Há muitas lições a serem aprendidas com toda essa loucura:
- O que está a acontecer com a Argentina sob Milei (o que aconteceu ao Chile sob Pinochet), que aumentou a pobreza em mais de 50%, manteve a inflação nas alturas e só deu lucros inesperados às pessoas mais ricas, ambos tem mais admiradores na Europa do que alguns queiram admitir;
- Hoje, os partidos políticos que constituem a potência europeia são os partidos da submissão e, na sua essência, não diferem entre si (à excepção dos membros do grupo “A Esquerda” e dos “Verdes”, todos os outros principais grupos votaram a favor desta catástrofe);
- A política econômica europeia é atualmente uma extensão da política econômica dos EUA, mas não de uma perspectiva construtiva, mas de uma perspectiva destrutiva, a fim de deixar espaço para a primeira preencher;
- Os resultados sociais, ambientais e políticos destas políticas financeiras autoritárias impedem os Estados-Membros de desenvolverem as suas condições de vida e de trabalho e ameaçam cada vez mais o Estado-Providência e o modo de vida que subsiste;
- Face aos resultados conhecidos destas políticas, insistir no seu aprofundamento significa concordar com os seus resultados, independentemente do discurso que posteriormente possa ser adoptado;
- Mais uma vez, a União Europeia aparece refém dos conglomerados financeiros imperialistas e norte-americanos, que fazem da agiotagem dos Estados uma das suas estratégias de acumulação preferidas, demonstrando que não é a dimensão europeia que nos salva deste sequestro, mas a vontade política que não existe;
- Prova também que a União Europeia é hoje mais uma âncora que impede o desenvolvimento dos Estados do que um motor do seu desenvolvimento.

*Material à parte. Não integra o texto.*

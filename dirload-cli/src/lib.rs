//! Library exports for dirload-cli.
//!
//! This module exports the CLI structure for use by the build script
//! to generate man pages and other documentation.

pub mod cli;
pub mod commands;
pub mod error;
pub mod utils;

// Re-export CLI for build script
pub use cli::Cli;
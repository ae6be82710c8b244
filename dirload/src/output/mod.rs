//! Output formatting module for autoload outcomes.
//!
//! This module renders the result of autoload planning as human-readable
//! text, JSON, or player input commands.

mod formatters;

use std::fmt;

use crate::operations::AutoloadOutcome;
use crate::{Error, Result};

pub use formatters::{quote_argument, CommandsFormatter, HumanFormatter, JsonFormatter};

/// Trait for formatting autoload outcomes into different output formats.
pub trait OutputFormatter {
    /// Format the given outcome into a string.
    ///
    /// # Errors
    ///
    /// Returns an error if the formatting fails.
    fn format(&self, outcome: &AutoloadOutcome) -> Result<String>;
}

/// Available output formats.
#[derive(Debug, Clone, Copy, PartialEq, Eq, Default)]
pub enum OutputFormat {
    /// Human-readable format.
    #[default]
    Human,
    /// JSON format.
    Json,
    /// One player input command per line.
    Commands,
}

impl OutputFormat {
    /// Parse an output format name.
    ///
    /// # Errors
    ///
    /// Returns an error if the name is not recognized.
    ///
    /// # Examples
    ///
    /// ```
    /// use dirload::output::OutputFormat;
    ///
    /// assert_eq!(OutputFormat::parse("JSON").unwrap(), OutputFormat::Json);
    /// assert!(OutputFormat::parse("yaml").is_err());
    /// ```
    pub fn parse(s: &str) -> Result<Self> {
        match s.to_lowercase().as_str() {
            "human" => Ok(Self::Human),
            "json" => Ok(Self::Json),
            "commands" => Ok(Self::Commands),
            _ => Err(Error::Validation {
                field: "format".to_string(),
                message: format!(
                    "unknown output format '{s}': supported formats are human, json, commands"
                ),
            }),
        }
    }

    /// Create a formatter for this output format.
    #[must_use]
    pub fn create_formatter(&self) -> Box<dyn OutputFormatter> {
        match self {
            Self::Human => Box::new(HumanFormatter),
            Self::Json => Box::new(JsonFormatter),
            Self::Commands => Box::new(CommandsFormatter),
        }
    }
}

impl fmt::Display for OutputFormat {
    fn fmt(&self, f: &mut fmt::Formatter<'_>) -> fmt::Result {
        match self {
            Self::Human => write!(f, "human"),
            Self::Json => write!(f, "json"),
            Self::Commands => write!(f, "commands"),
        }
    }
}
//! Path handling for the currently playing file and its siblings.
//!
//! This module provides:
//! - **Normalization**: separator unification and `.`/`..` resolution
//!   without filesystem access
//! - **Splitting**: directory/file name and stem/extension splits
//! - **Platforms**: explicit Unix/Windows conventions so that every
//!   function here is a pure string transformation
//!
//! # Examples
//!
//! ```
//! use dirload::path::{normalize_path_for, split_for, Platform};
//!
//! let playing = "/media/show/./season1/../ep2.mkv";
//! let normalized = normalize_path_for(Platform::Unix, playing, None);
//! assert_eq!(normalized, "/media/show/ep2.mkv");
//!
//! let (dir, file) = split_for(Platform::Unix, &normalized);
//! assert_eq!((dir, file), ("/media/show", "ep2.mkv"));
//! ```

pub mod normalize;
pub mod platform;
pub mod split;

#[cfg(test)]
mod proptests;

pub use normalize::{is_absolute, normalize_path, normalize_path_for, unify_separators};
pub use platform::Platform;
pub use split::{is_remote, join, join_for, split, split_ext, split_for};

Esta receita profundamente prejudicial, testada caso a caso durante a crise do subprime, está agora a passar da sua fase pontual, caso a caso, onde foi experimentada e aperfeiçoada, para a sua aplicação global, tornando-se política oficial da UE. Se na primeira fase foram os próprios Estados-Membros e os seus governos os culpados pela maus gestão e perdulários, o que teve um efeito prejudicial na qualidade das democracias ocidentais, desta vez a culpa será colocada nas “regras europeias”, que agrava o sentimento de impotência das pessoas e, com isso, a sua frustração. Esta frustração tenderá a alimentar, antes de mais, a demagogia neofascista.
Este efeito é inegável e é o resultado dos vários choques que a UE recebeu e dos efeitos que esses choques tiveram na deterioração das condições de vida das pessoas. O fato é que quando olhamos para as previsões de crescimento do próprio FMI, de todo o Ocidente, a UE é quem menos cresce (com previsões de 0,8% para 2024 e 1,2% para 2025). A Rússia, os EUA e especialmente a China e a Índia estão crescendo mais, muito mais.
Se a história nos diz que o “Estado mínimo”, a contração, a austeridade, impedem o crescimento, o desenvolvimento, e apenas têm o efeito de acelerar a concentração da riqueza no topo, não há nenhum argumento que possa ser apresentado a favor deste plano de austeridade. Administrar de acordo com as possibilidades só nos leva ao encolhimento, à covardia, à pequenez. Gerenciar de acordo com as necessidades nos faz crescer, arriscar e ir mais longe. Esta coragem, esta visão, não existe na política dos Estados-membros, e menos ainda a nível europeu.
É fácil cortar e largar, o difícil é fazer crescer, quando tudo te levaria a acreditar que só se poderia cortar. Hoje, na UE, estamos a ir a todos os níveis. Quanto mais a Europa necessita de investimento, mais se garante que não o fará, demonstrando que não existe medida europeia que não se enquadre na forma americana.